Sure, there are ambient interludes. In addition to the obligatory intro track, we have the instrumental "Montparnasse 2 AM" and two shorter tracks—the vocalless breakbeat of "United States of Pulshar" and the "Blue Moon" doo-wop of "Above the Wall"—that act to join the dots. The latter is so good that it begs for a full-length version, but nonetheless leads beautifully into the guitar intro of "Stepping Stones."
But it's not just clever sequencing that makes Inside stand out. Almost the entire album has a gentle mood, and yet still has enough variation to keep you engaged. While Pulshar's Brotherhood collection showcased similar experimentation with different beat structures, it didn't always pay off—most notably on the drum & bass excursion "Streets Calling Me." Inside casts the net just as wide, drawing in slow minimal techno ("Da Creator"), R&B-sounding dubstep ("S.T.A.R.S.") and plenty of reggae. Throughout, though, Inside feels remarkably cohesive, drawn in close to serve both the individual tracks as well as the album itself.

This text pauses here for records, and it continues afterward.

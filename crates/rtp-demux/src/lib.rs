//! # RTP Demux
//!
//! RTP packet demultiplexing for a single RTP session in the rvoip stack.
//!
//! With BUNDLE and simulcast several media streams share one transport, and the
//! stream a packet belongs to is only known from a mix of signaled attributes
//! (MID, SSRCs, payload types, RTP stream ids) and bindings learned from earlier
//! packets. [`RtpDemuxer`] keeps those tables and hands each packet to the
//! [`RtpPacketSink`] it belongs to.
//!
//! ## Usage
//!
//! ```rust
//! use std::sync::Mutex;
//! use rvoip_rtp_demux::{RtpDemuxer, RtpDemuxerCriteria, RtpPacketReceived, RtpPacketSink};
//!
//! #[derive(Default)]
//! struct VideoSink {
//!     packets: Mutex<u32>,
//! }
//!
//! impl RtpPacketSink for VideoSink {
//!     fn on_rtp_packet(&self, _packet: &RtpPacketReceived) {
//!         *self.packets.lock().unwrap() += 1;
//!     }
//! }
//!
//! let sink = VideoSink::default();
//! let mut demuxer = RtpDemuxer::new();
//!
//! assert!(demuxer.add_sink(&RtpDemuxerCriteria::for_mid("video").with_rsid("hi"), &sink));
//!
//! // The MID binds SSRC 1234 to the sink, the second packet is routed by SSRC alone
//! assert!(demuxer.on_rtp_packet(&RtpPacketReceived::new(1234).with_mid("video")));
//! assert!(demuxer.on_rtp_packet(&RtpPacketReceived::new(1234)));
//! assert_eq!(*sink.packets.lock().unwrap(), 2);
//!
//! // Unknown MIDs are never routed
//! assert!(!demuxer.on_rtp_packet(&RtpPacketReceived::new(99).with_mid("audio")));
//!
//! demuxer.remove_sink(&sink);
//! ```

pub mod config;
pub mod criteria;
pub mod demuxer;
pub mod error;
pub mod extensions;
pub mod packet;
pub mod sink;

pub use config::{RtpDemuxerConfig, RtpDemuxerConfigBuilder};
pub use criteria::RtpDemuxerCriteria;
pub use demuxer::{describe_packet, RtpDemuxer};
pub use error::{DemuxError, Result};
pub use extensions::{is_legal_mid_name, is_legal_rsid_name, SdesExtension};
pub use packet::RtpPacketReceived;
pub use sink::{RtpPacketSink, SsrcBindingObserver};

/// RTP synchronization source identifier
pub type RtpSsrc = u32;

/// RTP payload type (7 bits)
pub type RtpPayloadType = u8;

/// RTP sequence number
pub type RtpSequenceNumber = u16;

/// RTP timestamp
pub type RtpTimestamp = u32;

That's because, production-wise, Bolivar has never been more astute, embellishing every track with samples and a wealth of detail that never seems fussy or mathematical. Sergio Aphro's vocals ride high in the mix, but are used to great effect on things like the moving "Down by the River." Perhaps the biggest surprise of Inside, though, is that there is no singular anthem ala "Nospheratu" or "No Meditation." Then again, it's hard to be a tall poppy in a blissfully big opium field.